[Task objective] Establish how many lines in the entries hold the string "codegen". The number by itself is the whole answer.

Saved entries
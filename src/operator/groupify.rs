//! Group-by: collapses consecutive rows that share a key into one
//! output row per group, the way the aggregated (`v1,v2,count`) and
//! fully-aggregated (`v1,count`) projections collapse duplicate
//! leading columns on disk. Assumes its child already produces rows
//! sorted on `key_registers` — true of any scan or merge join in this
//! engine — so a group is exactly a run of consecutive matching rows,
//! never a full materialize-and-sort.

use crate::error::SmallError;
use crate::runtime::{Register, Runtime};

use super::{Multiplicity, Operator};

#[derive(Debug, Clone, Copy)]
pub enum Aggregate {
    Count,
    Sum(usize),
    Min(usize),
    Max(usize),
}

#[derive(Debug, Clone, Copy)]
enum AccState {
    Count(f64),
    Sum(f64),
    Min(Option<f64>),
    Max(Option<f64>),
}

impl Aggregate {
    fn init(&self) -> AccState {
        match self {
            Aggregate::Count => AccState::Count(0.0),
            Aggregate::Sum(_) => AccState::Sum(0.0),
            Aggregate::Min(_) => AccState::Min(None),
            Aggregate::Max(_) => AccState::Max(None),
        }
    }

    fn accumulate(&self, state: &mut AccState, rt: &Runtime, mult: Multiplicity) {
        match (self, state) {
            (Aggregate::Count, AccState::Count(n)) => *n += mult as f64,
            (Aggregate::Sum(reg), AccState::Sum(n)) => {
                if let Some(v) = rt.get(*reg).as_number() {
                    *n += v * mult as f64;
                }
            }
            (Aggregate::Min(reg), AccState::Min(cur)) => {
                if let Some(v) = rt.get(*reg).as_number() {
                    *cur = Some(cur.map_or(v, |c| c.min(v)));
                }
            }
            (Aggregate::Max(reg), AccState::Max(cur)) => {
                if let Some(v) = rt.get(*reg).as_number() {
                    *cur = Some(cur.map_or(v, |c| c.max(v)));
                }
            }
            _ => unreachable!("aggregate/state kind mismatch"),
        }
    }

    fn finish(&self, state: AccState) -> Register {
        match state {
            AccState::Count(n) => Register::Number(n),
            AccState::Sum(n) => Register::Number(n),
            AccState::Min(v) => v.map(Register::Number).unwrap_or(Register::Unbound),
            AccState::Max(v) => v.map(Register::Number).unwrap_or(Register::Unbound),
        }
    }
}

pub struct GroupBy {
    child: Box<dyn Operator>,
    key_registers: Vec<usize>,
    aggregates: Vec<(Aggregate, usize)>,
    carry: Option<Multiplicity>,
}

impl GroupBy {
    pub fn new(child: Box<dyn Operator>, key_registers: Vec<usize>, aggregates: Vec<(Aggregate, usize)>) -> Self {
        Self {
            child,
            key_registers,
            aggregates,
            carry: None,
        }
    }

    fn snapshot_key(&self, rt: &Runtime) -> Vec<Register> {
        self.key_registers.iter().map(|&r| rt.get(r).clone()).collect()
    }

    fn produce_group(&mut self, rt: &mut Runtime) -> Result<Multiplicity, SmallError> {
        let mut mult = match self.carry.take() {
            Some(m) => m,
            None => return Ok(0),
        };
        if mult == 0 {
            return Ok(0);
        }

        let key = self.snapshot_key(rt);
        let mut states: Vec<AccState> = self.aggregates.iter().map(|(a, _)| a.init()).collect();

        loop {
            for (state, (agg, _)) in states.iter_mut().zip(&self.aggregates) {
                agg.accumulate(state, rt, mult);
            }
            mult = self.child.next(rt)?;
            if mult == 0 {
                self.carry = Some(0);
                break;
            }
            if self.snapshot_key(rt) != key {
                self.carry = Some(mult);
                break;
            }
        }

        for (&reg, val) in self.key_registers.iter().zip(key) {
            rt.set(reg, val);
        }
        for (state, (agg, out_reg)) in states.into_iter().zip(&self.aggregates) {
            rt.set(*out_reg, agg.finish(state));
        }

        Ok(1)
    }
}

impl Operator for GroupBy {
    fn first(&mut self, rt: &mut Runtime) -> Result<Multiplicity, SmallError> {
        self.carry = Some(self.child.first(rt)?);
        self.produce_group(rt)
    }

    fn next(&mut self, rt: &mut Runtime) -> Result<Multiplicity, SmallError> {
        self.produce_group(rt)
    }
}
* * *
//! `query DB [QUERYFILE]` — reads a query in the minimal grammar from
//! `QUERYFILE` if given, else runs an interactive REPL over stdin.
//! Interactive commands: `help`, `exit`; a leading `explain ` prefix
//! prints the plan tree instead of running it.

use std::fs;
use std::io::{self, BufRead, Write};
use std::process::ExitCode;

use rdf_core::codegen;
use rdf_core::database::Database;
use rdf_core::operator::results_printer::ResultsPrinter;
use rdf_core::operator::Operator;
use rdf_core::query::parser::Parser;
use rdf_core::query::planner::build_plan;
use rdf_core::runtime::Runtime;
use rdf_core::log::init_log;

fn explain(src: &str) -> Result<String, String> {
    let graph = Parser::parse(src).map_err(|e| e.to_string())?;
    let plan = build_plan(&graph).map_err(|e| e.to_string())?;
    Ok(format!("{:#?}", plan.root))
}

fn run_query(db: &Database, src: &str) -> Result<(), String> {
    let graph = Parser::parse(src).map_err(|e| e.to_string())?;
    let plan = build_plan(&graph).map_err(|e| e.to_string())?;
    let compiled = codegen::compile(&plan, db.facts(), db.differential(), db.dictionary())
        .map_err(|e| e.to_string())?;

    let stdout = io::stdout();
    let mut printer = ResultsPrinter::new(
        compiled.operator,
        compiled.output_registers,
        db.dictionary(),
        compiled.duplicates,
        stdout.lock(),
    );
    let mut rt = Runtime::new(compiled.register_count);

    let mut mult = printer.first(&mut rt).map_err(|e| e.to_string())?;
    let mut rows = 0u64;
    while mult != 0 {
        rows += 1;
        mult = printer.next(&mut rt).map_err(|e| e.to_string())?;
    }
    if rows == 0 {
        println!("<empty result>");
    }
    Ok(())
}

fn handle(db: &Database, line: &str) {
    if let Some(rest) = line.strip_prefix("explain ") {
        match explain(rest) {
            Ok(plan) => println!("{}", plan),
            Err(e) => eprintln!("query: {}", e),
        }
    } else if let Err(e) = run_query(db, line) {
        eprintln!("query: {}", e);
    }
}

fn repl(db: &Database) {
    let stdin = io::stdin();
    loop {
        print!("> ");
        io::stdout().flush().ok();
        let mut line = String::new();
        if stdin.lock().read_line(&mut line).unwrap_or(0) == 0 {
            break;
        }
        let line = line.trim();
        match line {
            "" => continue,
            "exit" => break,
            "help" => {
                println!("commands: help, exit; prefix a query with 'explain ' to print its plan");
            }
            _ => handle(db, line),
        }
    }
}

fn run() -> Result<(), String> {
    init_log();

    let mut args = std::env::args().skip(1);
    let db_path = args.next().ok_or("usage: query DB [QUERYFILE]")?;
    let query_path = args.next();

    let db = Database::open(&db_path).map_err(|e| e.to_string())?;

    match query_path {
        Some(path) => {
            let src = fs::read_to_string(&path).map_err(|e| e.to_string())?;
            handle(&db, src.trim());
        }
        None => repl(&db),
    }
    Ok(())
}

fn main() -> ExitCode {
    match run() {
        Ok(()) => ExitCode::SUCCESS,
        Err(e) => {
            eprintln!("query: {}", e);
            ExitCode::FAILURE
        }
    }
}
---
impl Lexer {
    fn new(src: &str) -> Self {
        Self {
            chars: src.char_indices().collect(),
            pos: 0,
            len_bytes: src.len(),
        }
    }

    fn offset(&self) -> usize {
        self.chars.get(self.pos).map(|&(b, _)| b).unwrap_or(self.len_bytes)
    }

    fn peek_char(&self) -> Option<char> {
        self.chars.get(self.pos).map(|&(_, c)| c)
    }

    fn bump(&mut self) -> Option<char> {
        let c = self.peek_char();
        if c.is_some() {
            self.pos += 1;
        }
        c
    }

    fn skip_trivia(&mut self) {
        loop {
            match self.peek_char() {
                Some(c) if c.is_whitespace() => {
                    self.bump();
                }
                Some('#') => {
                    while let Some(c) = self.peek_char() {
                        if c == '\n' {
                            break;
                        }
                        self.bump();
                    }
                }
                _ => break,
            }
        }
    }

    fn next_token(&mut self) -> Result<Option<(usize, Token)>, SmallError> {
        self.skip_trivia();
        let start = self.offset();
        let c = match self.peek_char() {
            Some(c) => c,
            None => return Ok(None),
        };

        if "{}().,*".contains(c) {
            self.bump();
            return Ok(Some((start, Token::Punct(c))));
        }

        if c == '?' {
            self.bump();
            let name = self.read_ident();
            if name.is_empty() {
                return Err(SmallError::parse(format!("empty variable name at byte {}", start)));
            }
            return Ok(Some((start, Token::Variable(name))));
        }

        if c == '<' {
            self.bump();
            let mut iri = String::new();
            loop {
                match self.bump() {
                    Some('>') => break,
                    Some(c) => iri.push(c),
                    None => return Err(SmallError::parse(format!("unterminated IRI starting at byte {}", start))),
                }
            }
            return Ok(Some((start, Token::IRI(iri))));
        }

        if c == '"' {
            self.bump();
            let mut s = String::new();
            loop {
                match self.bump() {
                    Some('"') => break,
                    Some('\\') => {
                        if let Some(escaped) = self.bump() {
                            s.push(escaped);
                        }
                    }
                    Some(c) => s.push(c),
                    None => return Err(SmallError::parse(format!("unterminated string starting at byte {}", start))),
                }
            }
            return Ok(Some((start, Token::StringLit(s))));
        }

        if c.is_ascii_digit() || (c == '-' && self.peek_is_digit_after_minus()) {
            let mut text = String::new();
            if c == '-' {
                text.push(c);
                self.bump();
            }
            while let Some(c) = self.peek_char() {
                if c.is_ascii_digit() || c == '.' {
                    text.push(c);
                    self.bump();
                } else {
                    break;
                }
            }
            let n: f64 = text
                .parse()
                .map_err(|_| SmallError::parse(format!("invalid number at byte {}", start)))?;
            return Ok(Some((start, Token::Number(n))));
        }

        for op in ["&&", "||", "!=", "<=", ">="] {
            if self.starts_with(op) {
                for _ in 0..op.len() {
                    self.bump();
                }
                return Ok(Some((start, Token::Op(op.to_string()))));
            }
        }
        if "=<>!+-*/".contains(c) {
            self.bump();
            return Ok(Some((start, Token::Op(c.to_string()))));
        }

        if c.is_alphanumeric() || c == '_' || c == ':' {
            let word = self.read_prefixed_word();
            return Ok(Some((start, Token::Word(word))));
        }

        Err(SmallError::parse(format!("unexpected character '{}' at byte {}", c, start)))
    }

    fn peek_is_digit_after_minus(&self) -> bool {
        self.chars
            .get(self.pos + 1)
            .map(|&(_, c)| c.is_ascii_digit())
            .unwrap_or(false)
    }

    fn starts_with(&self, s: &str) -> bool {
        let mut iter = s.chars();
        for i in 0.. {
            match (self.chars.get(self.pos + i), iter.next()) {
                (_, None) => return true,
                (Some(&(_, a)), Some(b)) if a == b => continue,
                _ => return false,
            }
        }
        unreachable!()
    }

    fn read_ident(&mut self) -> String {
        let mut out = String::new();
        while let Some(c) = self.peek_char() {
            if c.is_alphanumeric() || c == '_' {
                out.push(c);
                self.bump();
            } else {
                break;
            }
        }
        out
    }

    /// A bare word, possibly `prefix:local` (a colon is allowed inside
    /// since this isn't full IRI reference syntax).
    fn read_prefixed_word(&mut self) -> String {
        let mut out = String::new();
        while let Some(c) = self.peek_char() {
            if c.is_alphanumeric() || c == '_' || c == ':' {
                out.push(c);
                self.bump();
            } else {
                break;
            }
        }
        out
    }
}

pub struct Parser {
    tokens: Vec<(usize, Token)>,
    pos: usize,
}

[Reply] 2